Where Wall Street goes, everyone else follows. Even our market has been dragged almost reluctantly higher.
I say “reluctantly”, because both our market and our economy’s near total dependence on resources exports and a Melbourne-Sydney property boom (the big four banks, to a lesser extent the property trusts and retailers) means we don’t really have too many stocks to benefit directly from a US economic surge.
That, though, is the second element. His election has locked in a strong US economy through 2017.
Now, the US economy was looking good anyway. Eight years of zero interest rates had generated so much profit for asset owners, it had to start feeding into a stronger economy as well.

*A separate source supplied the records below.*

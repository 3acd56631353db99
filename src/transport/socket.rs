//! Socket transport backed by a threaded session
//!
//! Connecting spawns a [`ThreadedSession`] that owns the socket. Writes are
//! queued and never block; reads take framed messages from the inbound queue.
//! Every connect builds a fresh session, since a stopped session cannot be
//! restarted.

use super::session::{
    DelimiterFramer, FixedHeartbeat, HeartbeatPolicy, Link, NoHeartbeat, SessionConfig,
    SessionQueues, SessionState, ThreadedSession,
};
use super::{config_from_fields, Transport, TransportError, TransportKind, TransportStats};
use crate::config::SessionSettings;
use bytes::Bytes;
use serde::{Deserialize, Serialize};
use std::net::{SocketAddr, TcpStream, ToSocketAddrs, UdpSocket};
use std::sync::Arc;
use std::time::Duration;

/// Address family
#[derive(Debug, Clone, Copy, PartialEq, Eq, Default, Serialize, Deserialize)]
#[serde(rename_all = "lowercase")]
pub enum IpFamily {
    /// IPv4
    #[default]
    #[serde(alias = "AF_INET", alias = "inet")]
    Ipv4,
    /// IPv6
    #[serde(alias = "AF_INET6", alias = "inet6")]
    Ipv6,
}

/// Socket type
#[derive(Debug, Clone, Copy, PartialEq, Eq, Default, Serialize, Deserialize)]
#[serde(rename_all = "lowercase")]
pub enum SocketKind {
    /// TCP
    #[default]
    #[serde(alias = "SOCK_STREAM", alias = "tcp")]
    Stream,
    /// UDP
    #[serde(alias = "SOCK_DGRAM", alias = "udp")]
    Dgram,
}

/// Socket transport configuration
#[derive(Debug, Clone, PartialEq, Serialize, Deserialize)]
#[serde(default)]
pub struct SocketConfig {
    /// Host name or address
    pub host: String,
    /// Port number
    pub port: u16,
    /// Address family
    pub protocol: IpFamily,
    /// Stream or datagram
    pub socket_type: SocketKind,
    /// Connect timeout and default read wait, in seconds
    pub timeout: f64,
    /// Per-cycle read budget in seconds; configured default when unset
    pub read_timeout: Option<f64>,
    /// Pause between worker cycles in seconds; configured default when unset
    pub cycle_sleep: Option<f64>,
    /// Teardown bound in seconds; configured default when unset
    pub teardown_timeout: Option<f64>,
    /// Message delimiter
    pub endline: String,
    /// Keep-alive payload sent on idle cycles
    pub heartbeat: Option<String>,
    /// Seconds of outbound silence before a keep-alive
    pub heartbeat_interval: f64,
    /// Queue empty reads too
    pub forward_empty_reads: bool,
}

impl Default for SocketConfig {
    fn default() -> Self {
        Self {
            host: "192.168.1.168".to_string(),
            port: 8080,
            protocol: IpFamily::Ipv4,
            socket_type: SocketKind::Stream,
            timeout: 1.0,
            read_timeout: None,
            cycle_sleep: None,
            teardown_timeout: None,
            endline: "\n".to_string(),
            heartbeat: None,
            heartbeat_interval: 1.0,
            forward_empty_reads: false,
        }
    }
}

impl SocketConfig {
    /// Create a configuration for `host:port`
    pub fn new(host: &str, port: u16) -> Self {
        Self {
            host: host.to_string(),
            port,
            ..Self::default()
        }
    }

    /// Set address family
    #[must_use]
    pub fn protocol(mut self, protocol: IpFamily) -> Self {
        self.protocol = protocol;
        self
    }

    /// Set socket type
    #[must_use]
    pub fn socket_type(mut self, kind: SocketKind) -> Self {
        self.socket_type = kind;
        self
    }

    /// Set connect timeout and default read wait
    #[must_use]
    pub fn timeout(mut self, secs: f64) -> Self {
        self.timeout = secs;
        self
    }

    /// Set per-cycle read budget
    #[must_use]
    pub fn read_timeout(mut self, secs: f64) -> Self {
        self.read_timeout = Some(secs);
        self
    }

    /// Set message delimiter
    #[must_use]
    pub fn endline(mut self, endline: &str) -> Self {
        self.endline = endline.to_string();
        self
    }

    /// Enable a keep-alive payload
    #[must_use]
    pub fn heartbeat(mut self, payload: &str, interval_secs: f64) -> Self {
        self.heartbeat = Some(payload.to_string());
        self.heartbeat_interval = interval_secs;
        self
    }

    fn validate(&self) -> Result<(), TransportError> {
        let durations = [
            ("timeout", Some(self.timeout)),
            ("read_timeout", self.read_timeout),
            ("cycle_sleep", self.cycle_sleep),
            ("teardown_timeout", self.teardown_timeout),
            ("heartbeat_interval", Some(self.heartbeat_interval)),
        ];
        for (field, value) in durations {
            if let Some(value) = value {
                if !value.is_finite() || value < 0.0 {
                    return Err(TransportError::InvalidConfiguration(format!(
                        "{field} must be a non-negative number of seconds, got {value}"
                    )));
                }
            }
        }
        if self.port == 0 {
            return Err(TransportError::InvalidConfiguration(
                "port must be non-zero".to_string(),
            ));
        }
        Ok(())
    }
}

/// Socket transport using a threaded session
pub struct SocketTransport {
    config: SocketConfig,
    session_defaults: SessionSettings,
    session: Option<Arc<ThreadedSession>>,
    name: String,
}

impl SocketTransport {
    /// Create a new socket transport
    pub fn new(config: SocketConfig, session_defaults: SessionSettings) -> Result<Self, TransportError> {
        config.validate()?;
        Ok(Self {
            name: format!("socket-{}:{}", config.host, config.port),
            config,
            session_defaults,
            session: None,
        })
    }

    /// Build from model fields
    pub fn from_fields(
        fields: &serde_yaml::Mapping,
        session_defaults: &SessionSettings,
    ) -> Result<Self, TransportError> {
        let config: SocketConfig = config_from_fields(TransportKind::Socket, fields)?;
        Self::new(config, *session_defaults)
    }

    /// Configuration in use
    pub fn config(&self) -> &SocketConfig {
        &self.config
    }

    /// State of the current session, if one was started
    pub fn session_state(&self) -> Option<SessionState> {
        self.session.as_deref().map(ThreadedSession::state)
    }

    /// Drop queued inbound messages
    pub fn flush_input(&self) -> usize {
        self.session.as_deref().map_or(0, ThreadedSession::flush_inbound)
    }

    /// Drop messages not yet sent
    pub fn flush_output(&self) -> usize {
        self.session.as_deref().map_or(0, ThreadedSession::flush_outbound)
    }

    fn session_config(&self) -> SessionConfig {
        let secs = |value: Option<f64>, fallback: Duration| {
            value.map_or(fallback, Duration::from_secs_f64)
        };
        SessionConfig::from_settings(&self.session_defaults)
            .name(self.name.clone())
            .read_timeout(secs(self.config.read_timeout, self.session_defaults.read_timeout()))
            .cycle_sleep(secs(self.config.cycle_sleep, self.session_defaults.cycle_sleep()))
            .teardown_timeout(secs(
                self.config.teardown_timeout,
                self.session_defaults.teardown_timeout(),
            ))
            .forward_empty_reads(self.config.forward_empty_reads)
    }

    fn heartbeat_policy(&self) -> Box<dyn HeartbeatPolicy> {
        match &self.config.heartbeat {
            Some(payload) => Box::new(FixedHeartbeat::new(
                Bytes::from(payload.clone().into_bytes()),
                Duration::from_secs_f64(self.config.heartbeat_interval),
            )),
            None => Box::new(NoHeartbeat),
        }
    }

    fn running_session(&self) -> Result<&ThreadedSession, TransportError> {
        self.session
            .as_deref()
            .filter(|s| s.is_running())
            .ok_or(TransportError::NotConnected)
    }
}

fn resolve(host: &str, port: u16, family: IpFamily) -> Result<SocketAddr, TransportError> {
    let addrs = (host, port)
        .to_socket_addrs()
        .map_err(|e| TransportError::ConnectionFailed(format!("Cannot resolve {host}:{port}: {e}")))?;

    addrs
        .into_iter()
        .find(|addr| match family {
            IpFamily::Ipv4 => addr.is_ipv4(),
            IpFamily::Ipv6 => addr.is_ipv6(),
        })
        .ok_or_else(|| {
            TransportError::ConnectionFailed(format!("No {family:?} address for {host}:{port}"))
        })
}

/// Open a socket link with the given connect timeout and per-read timeout
pub(crate) fn open_link(
    host: &str,
    port: u16,
    family: IpFamily,
    kind: SocketKind,
    connect_timeout: Duration,
    read_timeout: Duration,
) -> Result<Box<dyn Link>, TransportError> {
    let addr = resolve(host, port, family)?;
    // A zero read timeout means "block forever" to the OS
    let read_timeout = read_timeout.max(Duration::from_millis(1));

    match kind {
        SocketKind::Stream => {
            let stream = if connect_timeout.is_zero() {
                TcpStream::connect(addr)
            } else {
                TcpStream::connect_timeout(&addr, connect_timeout)
            }
            .map_err(|e| match e.kind() {
                std::io::ErrorKind::TimedOut => TransportError::Timeout(connect_timeout),
                _ => TransportError::ConnectionFailed(format!("{addr}: {e}")),
            })?;
            stream.set_nodelay(true)?;
            stream.set_read_timeout(Some(read_timeout))?;
            Ok(Box::new(stream))
        }
        SocketKind::Dgram => {
            let bind: SocketAddr = match family {
                IpFamily::Ipv4 => ([0, 0, 0, 0], 0).into(),
                IpFamily::Ipv6 => ([0u16; 8], 0).into(),
            };
            let socket = UdpSocket::bind(bind)?;
            socket.connect(addr)?;
            socket.set_read_timeout(Some(read_timeout))?;
            Ok(Box::new(socket))
        }
    }
}

impl Transport for SocketTransport {
    fn kind(&self) -> TransportKind {
        TransportKind::Socket
    }

    fn connect(&mut self) -> Result<(), TransportError> {
        if self.is_connected() {
            return Ok(());
        }
        // Reap a session whose worker is no longer running
        if let Some(stale) = self.session.take() {
            let timeout = self.session_defaults.teardown_timeout();
            stale.shutdown(timeout)?;
        }

        let config = self.session_config();
        let host = self.config.host.clone();
        let (port, family, kind) = (self.config.port, self.config.protocol, self.config.socket_type);
        let connect_timeout = Duration::from_secs_f64(self.config.timeout);
        let read_timeout = config.read_timeout;

        let session = ThreadedSession::start(
            config,
            move || open_link(&host, port, family, kind, connect_timeout, read_timeout),
            Box::new(DelimiterFramer::new(self.config.endline.clone().into_bytes())),
            self.heartbeat_policy(),
        )?;
        self.session = Some(Arc::new(session));
        Ok(())
    }

    fn disconnect(&mut self) -> Result<(), TransportError> {
        let session = self.session.take().ok_or(TransportError::NotConnected)?;
        let timeout = self.session_config().teardown_timeout;
        session.shutdown(timeout)
    }

    fn is_connected(&self) -> bool {
        self.session.as_deref().is_some_and(ThreadedSession::is_running)
    }

    fn read(&mut self) -> Result<Bytes, TransportError> {
        let timeout = Duration::from_secs_f64(self.config.timeout);
        self.read_timeout(Some(timeout))
    }

    fn read_timeout(&mut self, timeout: Option<Duration>) -> Result<Bytes, TransportError> {
        self.running_session()?.read(timeout)
    }

    fn write(&mut self, data: &[u8]) -> Result<usize, TransportError> {
        self.running_session()?.write(Bytes::copy_from_slice(data))
    }

    fn connection_info(&self) -> String {
        let scheme = match self.config.socket_type {
            SocketKind::Stream => "tcp",
            SocketKind::Dgram => "udp",
        };
        format!("{scheme}://{}:{}", self.config.host, self.config.port)
    }

    fn stats(&self) -> TransportStats {
        self.session
            .as_deref()
            .map(ThreadedSession::stats)
            .unwrap_or_default()
    }

    fn queues(&self) -> Option<SessionQueues> {
        let session = self.session.as_ref().filter(|s| s.is_running())?;
        Some(SessionQueues::new(
            Arc::clone(session),
            Some(Duration::from_secs_f64(self.config.timeout)),
        ))
    }
}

What Trump has added, though, is the critical confidence factor. Both US business and consumer confidence has soared. This is going to be followed by actual policy moves that will turn that increased confidence into sustained consumer spending and business investment.
You can argue over whether they are all good policies, but they will be delivered policies. This gives direction, clarity and certainty. You look at our gridlock in Canberra and you have to cry.
Trump wants to take the US corporate tax down from 35 to 15 per cent; we are struggling to get it down from 30 to just 25 per cent — and then only after 10 years.
The big thing this has all meant is that, again, for the first time in close enough to 10 years, the US is the centre of all our immediate futures.
It’s not that China doesn’t matter: of course not, it is still the most important country for our economic growth; especially with growth maturing from commodities to higher-value services like tourism.
But over this year at least the US is going to drive global growth outcomes; share markets and critically interest rates and currency values. And drive them, for us especially, in a positive way.
We got a bit of this in the latest forecasts from the Reserve Bank in its regular quarterly statement on Friday.
On the surface, they didn’t look a lot different from the last forecasts — which had been, rather amusingly, developed right at the start of November when everyone thought we were about to get a President Hillary.
They didn’t look a lot different because they were almost exactly the same. But in a core sense, that was exactly the change.
Back in November the RBA was projecting the economy would tick over “not too strong, not too weak” — that’s to say, Goldilocks fashion.
It’s saying the same again; but in the discussion as opposed to the numerical forecasts, it is clearly more confident that this will actually happen. And if anything, actual outcomes will push towards the top of the wide forecast ranges.
Yes, the RBA is assuming that China will keep ticking over — buying more and more of our iron ore and coal (that we don’t want to use). But it is now also expecting the US will provide the boost at the margin. But it will also likely mean US interest rates going up more and faster. Last year the Fed promised four rate hikes and delivered just one, and right at the end of the year. This year it has promised three. Absent some left-field shock, it will deliver all of them, and quite possibly one or two more. And they will come earlier.
Again, that’s great for the RBA, and what’s great for the RBA is also great for us. In particular it won’t force it to follow. Then the RBA will be happy to let higher US rates take any upward pressure off the Aussie dollar.
To sum: the excitement is coming out of the US. But it will still be important to watch China. Wall Street could get very “interesting” around midyear if by then we’ve had two more US rate hikes.